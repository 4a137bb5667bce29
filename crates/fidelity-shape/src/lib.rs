//! Distribution shape detection for histogram fidelity analysis
//!
//! The [`DistributionClassifier`] tags a sample as `normal`, `quasi_normal`,
//! `asymmetric`, `leptokurtic` or `multimodal` from its skewness, excess
//! kurtosis and the number of separated modes found by the [`ModeDetector`].
//! Every tag carries a confidence in `[0, 1]` that grows with how deep the
//! statistics sit inside the tag's interval.
//!
//! A [`RegionTable`] of named value bands can be attached to tag the value
//! range a sample lives in.
//!
//! # Example
//!
//! ```rust
//! use fidelity_shape::DistributionClassifier;
//!
//! let sample: Vec<f64> = (0..500).map(|i| ((i * 7919) % 1000) as f64 / 10.0).collect();
//! let label = DistributionClassifier::default().classify(&sample).unwrap();
//! assert!(label.confidence >= 0.0 && label.confidence <= 1.0);
//! println!("{label}");
//! ```

pub mod classifier;
pub mod modes;
pub mod region;

#[cfg(any(test, feature = "test-utils"))]
pub mod test_data;

pub use classifier::{DistributionClassifier, DistributionLabel, ShapeCutPoints};
pub use modes::{ModeDetector, ModeDetectorBuilder, ModeDetectorConfig, ModeSummary};
pub use region::{RegionBand, RegionLabel, RegionTable};
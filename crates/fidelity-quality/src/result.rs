//! Quality verdicts

use fidelity_core::{AnalysisContext, Moment, MomentSet, PrecisionLevel, QualityTier};
use fidelity_moments::ErrorComponents;
use fidelity_shape::DistributionLabel;
use serde::{Deserialize, Serialize};
use std::collections::BTreeMap;
use std::fmt;

/// Position inside a tier's score band is `1 / (1 + total / SCORE_SCALE)`
pub const SCORE_SCALE: f64 = 10.0;

/// Score band `[low, high]` owned by a tier
pub fn score_band(tier: QualityTier) -> (f64, f64) {
    match tier {
        QualityTier::Excellent => (0.9, 1.0),
        QualityTier::Good => (0.75, 0.9),
        QualityTier::Acceptable => (0.5, 0.75),
        QualityTier::Poor => (0.25, 0.5),
        QualityTier::Unacceptable => (0.0, 0.25),
    }
}

/// Composite score in `[0, 1]`.
///
/// The tier picks the band and the total error the position inside it, so
/// the score falls strictly with the error and a better tier always scores
/// higher.
pub fn composite_score(overall: QualityTier, total_error: f64) -> f64 {
    let (low, high) = score_band(overall);
    let position = if total_error.is_nan() {
        0.0
    } else {
        1.0 / (1.0 + total_error.max(0.0) / SCORE_SCALE)
    };
    low + (high - low) * position
}

/// Quality verdict for one (sample, histogram) pair
#[derive(Debug, Clone, PartialEq, Serialize, Deserialize)]
pub struct QualityResult {
    /// Sum of the weighted per-moment errors
    pub total_error: f64,
    pub components: ErrorComponents,
    pub moment_tiers: BTreeMap<Moment, QualityTier>,
    pub total_tier: QualityTier,
    /// Tier allowed by the sample size alone
    pub size_tier: QualityTier,
    /// Worst of the moment, total and size tiers
    pub overall_tier: QualityTier,
    pub composite_score: f64,
    pub sample_size: usize,
    pub distribution: DistributionLabel,
    pub context: AnalysisContext,
    pub precision: Option<PrecisionLevel>,
    /// Normalized weights actually applied
    pub weights: [f64; 4],
    pub raw_moments: MomentSet,
    pub histogram_moments: MomentSet,
}

impl QualityResult {
    pub fn meets(&self, target: QualityTier) -> bool {
        self.overall_tier.is_at_least(target)
    }

    pub fn moment_tier(&self, moment: Moment) -> QualityTier {
        self.moment_tiers
            .get(&moment)
            .copied()
            .unwrap_or(QualityTier::Unacceptable)
    }

    pub fn raw_error(&self, moment: Moment) -> Option<f64> {
        self.components.get(&moment).map(|c| c.raw_error_pct)
    }

    /// Moment with the largest weighted error; the first one wins ties
    pub fn dominant_moment(&self) -> Option<Moment> {
        let mut best: Option<(Moment, f64)> = None;
        for (&moment, component) in &self.components {
            if best.map_or(true, |(_, e)| component.weighted_error > e) {
                best = Some((moment, component.weighted_error));
            }
        }
        best.map(|(moment, _)| moment)
    }
}

impl fmt::Display for QualityResult {
    fn fmt(&self, f: &mut fmt::Formatter<'_>) -> fmt::Result {
        write!(
            f,
            "{} (score {:.3}, total error {:.4}, {})",
            self.overall_tier, self.composite_score, self.total_error, self.distribution
        )
    }
}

....................

*Your assignment*:
From the lines above, copy those that contain the word "Serialize".

*Finished exercise*:
use serde::{Deserialize, Serialize};
#[derive(Debug, Clone, PartialEq, Serialize, Deserialize)]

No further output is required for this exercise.